▶ [Exercise goal] Print the listing below from its opening line through the line holding "then a digest", both ends included.

Data to examine: Begin

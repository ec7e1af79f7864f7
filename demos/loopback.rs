//! Run the full pipeline against the scripted mock transport.
//!
//! No hardware required. Shows the block layout a device would see and
//! the digest coming back.
//!
//! # Running
//!
//! ```sh
//! RUST_LOG=bulkwire=trace cargo run --example loopback
//! ```

use tracing_subscriber::EnvFilter;

use bulkwire::protocol::frame;
use bulkwire::{engine, MockTransport};

#[tokio::main]
async fn main() -> Result<(), Box<dyn std::error::Error>> {
    tracing_subscriber::fmt()
        .with_env_filter(EnvFilter::from_default_env())
        .init();

    let message = "The quick brown fox jumps over the lazy dog. ".repeat(4);
    let blocks = frame(message.as_bytes());
    println!("{} bytes framed into {} block(s)", message.len(), blocks.len());
    for (i, block) in blocks.iter().enumerate() {
        println!("  block {:>2}: {:>2} bytes", i, block.len());
    }

    // Script what a device would answer: one ack per block, then a digest
    let digest = [0x5Au8; 32];
    let mut transport = MockTransport::new().acks(blocks.len() - 1).respond(&digest);

    let got = engine::transfer(&blocks, &mut transport).await?;
    println!("digest: {}", got);

    Ok(())
}
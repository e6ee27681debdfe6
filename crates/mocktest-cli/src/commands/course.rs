//! The `mocktest course` commands.

use std::path::PathBuf;

use anyhow::{Context, Result};
use comfy_table::{Cell, Table};

use mocktest_core::model::{Course, Level, TopicDraft};
use mocktest_core::store::{CourseCatalog, JsonCourseStore};
use mocktest_core::traits::TopicPlanner;
use mocktest_providers::config::load_config_from;

use super::planner_from_config;

pub async fn new(
    name: String,
    level: Level,
    topics: Vec<String>,
    no_generate: bool,
    provider: Option<String>,
    config_path: Option<PathBuf>,
) -> Result<()> {
    anyhow::ensure!(!name.trim().is_empty(), "course name must not be empty");
    let config = load_config_from(config_path.as_deref())?;

    let drafts: Vec<TopicDraft> = if !topics.is_empty() {
        topics
            .into_iter()
            .map(|title| TopicDraft {
                title,
                description: String::new(),
            })
            .collect()
    } else if no_generate {
        Vec::new()
    } else {
        eprintln!("Generating a {level} learning path for {}...", name.trim());
        planner_from_config(&config, provider.as_deref())?
            .generate_topics(&name, level)
            .await?
    };

    let store = JsonCourseStore::open(&config.store_path)?;
    let course = store.update(|catalog| {
        let id = catalog.add_course(&name, level).id;
        catalog.set_topics(id, drafts)?;
        Ok(catalog.get(id).cloned())
    })?;
    let course = course.context("course vanished after creation")?;

    println!("Created course {} ({})", course.name, course.id);
    print_topics(&course);
    Ok(())
}

/// Fill in the learning path of an existing course.
///
/// Courses created with `--no-generate`, or whose generation failed, start
/// empty; running this again is the retry. `--replace` discards existing
/// topics and their progress.
pub async fn topics(
    key: String,
    topics: Vec<String>,
    replace: bool,
    provider: Option<String>,
    config_path: Option<PathBuf>,
) -> Result<()> {
    let config = load_config_from(config_path.as_deref())?;
    let store = JsonCourseStore::open(&config.store_path)?;
    let catalog = store.catalog();
    let course = catalog
        .find(&key)
        .with_context(|| format!("course not found: {key}"))?;
    if !course.topics.is_empty() && !replace {
        anyhow::bail!(
            "course {} already has {} topics; pass --replace to regenerate them",
            course.name,
            course.topics.len()
        );
    }
    let (id, name, level) = (course.id, course.name.clone(), course.level);

    let drafts: Vec<TopicDraft> = if !topics.is_empty() {
        topics
            .into_iter()
            .map(|title| TopicDraft {
                title,
                description: String::new(),
            })
            .collect()
    } else {
        eprintln!("Generating a {level} learning path for {name}...");
        planner_from_config(&config, provider.as_deref())?
            .generate_topics(&name, level)
            .await
            .with_context(|| format!("run `mocktest course topics {key}` to try again"))?
    };
    tracing::info!(course = %id, topics = drafts.len(), "learning path updated");

    let course = store.update(|catalog| {
        catalog.set_topics(id, drafts)?;
        Ok(catalog.get(id).cloned())
    })?;
    let course = course.context("course vanished while updating topics")?;

    println!("Updated course {} ({})", course.name, course.id);
    print_topics(&course);
    Ok(())
}

pub fn list(json: bool, config_path: Option<PathBuf>) -> Result<()> {
    let config = load_config_from(config_path.as_deref())?;
    let catalog = CourseCatalog::load_or_default(&config.store_path)?;

    if json {
        println!("{}", serde_json::to_string_pretty(&catalog)?);
        return Ok(());
    }

    if catalog.courses.is_empty() {
        println!("No courses yet. Create one with `mocktest course new --name <subject>`.");
        return Ok(());
    }

    let mut table = Table::new();
    table.set_header(vec!["ID", "Course", "Level", "Topics", "Progress"]);
    for course in &catalog.courses {
        table.add_row(vec![
            Cell::new(short_id(course)),
            Cell::new(&course.name),
            Cell::new(course.level),
            Cell::new(course.topics.len()),
            Cell::new(format!("{:.0}%", course.progress())),
        ]);
    }
    println!("{table}");
    Ok(())
}

pub fn show(key: String, config_path: Option<PathBuf>) -> Result<()> {
    let config = load_config_from(config_path.as_deref())?;
    let catalog = CourseCatalog::load_or_default(&config.store_path)?;
    let course = catalog
        .find(&key)
        .with_context(|| format!("course not found: {key}"))?;

    println!(
        "{} ({}, {}) {:.0}% complete",
        course.name,
        course.level,
        short_id(course),
        course.progress()
    );
    print_topics(course);
    Ok(())
}

fn short_id(course: &Course) -> String {
    course.id.to_string()[..8].to_string()
}

fn print_topics(course: &Course) {
    if course.topics.is_empty() {
        println!(
            "No topics. Add them with `mocktest course topics {}`.",
            short_id(course)
        );
        return;
    }

    let mut table = Table::new();
    table.set_header(vec!["#", "Topic", "Status", "Score", "Completed"]);
    for topic in &course.topics {
        table.add_row(vec![
            Cell::new(topic.id),
            Cell::new(&topic.title),
            Cell::new(if topic.completed { "done" } else { "open" }),
            Cell::new(
                topic
                    .score
                    .map(|s| format!("{s:.0}%"))
                    .unwrap_or_default(),
            ),
            Cell::new(
                topic
                    .completed_at
                    .map(|t| t.format("%Y-%m-%d").to_string())
                    .unwrap_or_default(),
            ),
        ]);
    }
    println!("{table}");
}
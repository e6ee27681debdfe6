//! Core data model types for mocktest.
//!
//! Questions and answers feed the session engine; courses and topics are
//! what the progress store tracks between sessions.

use std::collections::BTreeMap;
use std::fmt;
use std::str::FromStr;

use chrono::{DateTime, Utc};
use serde::{Deserialize, Serialize};
use uuid::Uuid;

/// Every question offers exactly this many options.
pub const OPTIONS_PER_QUESTION: usize = 4;

/// A single multiple-choice question.
///
/// Field names on the wire follow the generator's format
/// (`question`, `options`, `correctAnswer`).
#[derive(Debug, Clone, PartialEq, Eq, Serialize, Deserialize)]
pub struct Question {
    /// The question prompt.
    #[serde(rename = "question", alias = "text")]
    pub text: String,
    /// Answer options, in display order.
    pub options: Vec<String>,
    /// Index into `options` of the correct answer.
    #[serde(rename = "correctAnswer", alias = "correct_option_index")]
    pub correct_option_index: usize,
}

impl Question {
    pub fn new(text: &str, options: [&str; OPTIONS_PER_QUESTION], correct: usize) -> Self {
        Self {
            text: text.to_string(),
            options: options.iter().map(|o| o.to_string()).collect(),
            correct_option_index: correct,
        }
    }

    /// Check the structural rules a session relies on.
    pub fn check(&self) -> Result<(), String> {
        if self.text.trim().is_empty() {
            return Err("question text is empty".into());
        }
        if self.options.len() != OPTIONS_PER_QUESTION {
            return Err(format!(
                "expected {OPTIONS_PER_QUESTION} options, found {}",
                self.options.len()
            ));
        }
        if self.correct_option_index >= OPTIONS_PER_QUESTION {
            return Err(format!(
                "correct option index {} is out of range",
                self.correct_option_index
            ));
        }
        Ok(())
    }

    pub fn is_correct(&self, option: usize) -> bool {
        option == self.correct_option_index
    }
}

/// Selected option per question index.
///
/// Entries are only ever added or overwritten while a session runs; the
/// map is cleared as a whole when a session is retaken.
#[derive(Debug, Clone, Default, PartialEq, Eq, Serialize, Deserialize)]
#[serde(transparent)]
pub struct AnswerMap(BTreeMap<usize, usize>);

impl AnswerMap {
    pub fn new() -> Self {
        Self::default()
    }

    /// Record `option` for `question`, returning the previous selection.
    pub fn select(&mut self, question: usize, option: usize) -> Option<usize> {
        self.0.insert(question, option)
    }

    pub fn get(&self, question: usize) -> Option<usize> {
        self.0.get(&question).copied()
    }

    pub fn contains(&self, question: usize) -> bool {
        self.0.contains_key(&question)
    }

    pub fn len(&self) -> usize {
        self.0.len()
    }

    pub fn is_empty(&self) -> bool {
        self.0.is_empty()
    }

    pub fn iter(&self) -> impl Iterator<Item = (usize, usize)> + '_ {
        self.0.iter().map(|(q, o)| (*q, *o))
    }

    pub(crate) fn clear(&mut self) {
        self.0.clear();
    }
}

impl FromIterator<(usize, usize)> for AnswerMap {
    fn from_iter<T: IntoIterator<Item = (usize, usize)>>(iter: T) -> Self {
        Self(iter.into_iter().collect())
    }
}

/// Course difficulty level.
#[derive(Debug, Clone, Copy, PartialEq, Eq, Hash, Serialize, Deserialize)]
#[serde(rename_all = "lowercase")]
pub enum Level {
    Beginner,
    Intermediate,
    Advanced,
}

impl fmt::Display for Level {
    fn fmt(&self, f: &mut fmt::Formatter<'_>) -> fmt::Result {
        match self {
            Level::Beginner => write!(f, "beginner"),
            Level::Intermediate => write!(f, "intermediate"),
            Level::Advanced => write!(f, "advanced"),
        }
    }
}

impl FromStr for Level {
    type Err = String;

    fn from_str(s: &str) -> Result<Self, Self::Err> {
        match s.trim().to_lowercase().as_str() {
            "beginner" => Ok(Level::Beginner),
            "intermediate" => Ok(Level::Intermediate),
            "advanced" => Ok(Level::Advanced),
            other => Err(format!("unknown level: {other}")),
        }
    }
}

/// A topic as produced by the generator, before it joins a course.
#[derive(Debug, Clone, PartialEq, Eq, Serialize, Deserialize)]
pub struct TopicDraft {
    pub title: String,
    #[serde(default)]
    pub description: String,
}

/// A unit of course content gated by a mock test.
#[derive(Debug, Clone, PartialEq, Serialize, Deserialize)]
pub struct Topic {
    /// Position-derived identifier, stable for the life of the course.
    pub id: u32,
    pub title: String,
    #[serde(default)]
    pub description: String,
    /// Set once a passing test has been recorded.
    #[serde(default)]
    pub completed: bool,
    /// Percentage of the passing attempt.
    #[serde(default)]
    pub score: Option<f64>,
    #[serde(default)]
    pub completed_at: Option<DateTime<Utc>>,
}

/// A user-created course.
#[derive(Debug, Clone, PartialEq, Serialize, Deserialize)]
pub struct Course {
    pub id: Uuid,
    pub name: String,
    pub level: Level,
    #[serde(default)]
    pub topics: Vec<Topic>,
    pub created_at: DateTime<Utc>,
}

impl Course {
    pub fn new(name: &str, level: Level) -> Self {
        Self {
            id: Uuid::new_v4(),
            name: name.trim().to_string(),
            level,
            topics: Vec::new(),
            created_at: Utc::now(),
        }
    }

    pub fn topic(&self, topic_id: u32) -> Option<&Topic> {
        self.topics.iter().find(|t| t.id == topic_id)
    }

    pub fn topic_mut(&mut self, topic_id: u32) -> Option<&mut Topic> {
        self.topics.iter_mut().find(|t| t.id == topic_id)
    }

    /// Percentage of topics completed, 0 when the course has none yet.
    pub fn progress(&self) -> f64 {
        if self.topics.is_empty() {
            return 0.0;
        }
        let done = self.topics.iter().filter(|t| t.completed).count();
        100.0 * done as f64 / self.topics.len() as f64
    }
}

Data to examine: End

▶ [Task response]
repository ec7e1af79f7864f7
filename demos/loopback.rs
//! Run the full pipeline against the scripted mock transport.
//!
//! No hardware required. Shows the block layout a device would see and
//! the digest coming back.
//!
//! # Running
//!
//! ```sh
//! RUST_LOG=bulkwire=trace cargo run --example loopback
//! ```

use tracing_subscriber::EnvFilter;

use bulkwire::protocol::frame;
use bulkwire::{engine, MockTransport};

#[tokio::main]
async fn main() -> Result<(), Box<dyn std::error::Error>> {
    tracing_subscriber::fmt()
        .with_env_filter(EnvFilter::from_default_env())
        .init();

    let message = "The quick brown fox jumps over the lazy dog. ".repeat(4);
    let blocks = frame(message.as_bytes());
    println!("{} bytes framed into {} block(s)", message.len(), blocks.len());
    for (i, block) in blocks.iter().enumerate() {
        println!("  block {:>2}: {:>2} bytes", i, block.len());
    }

    // Script what a device would answer: one ack per block, then a digest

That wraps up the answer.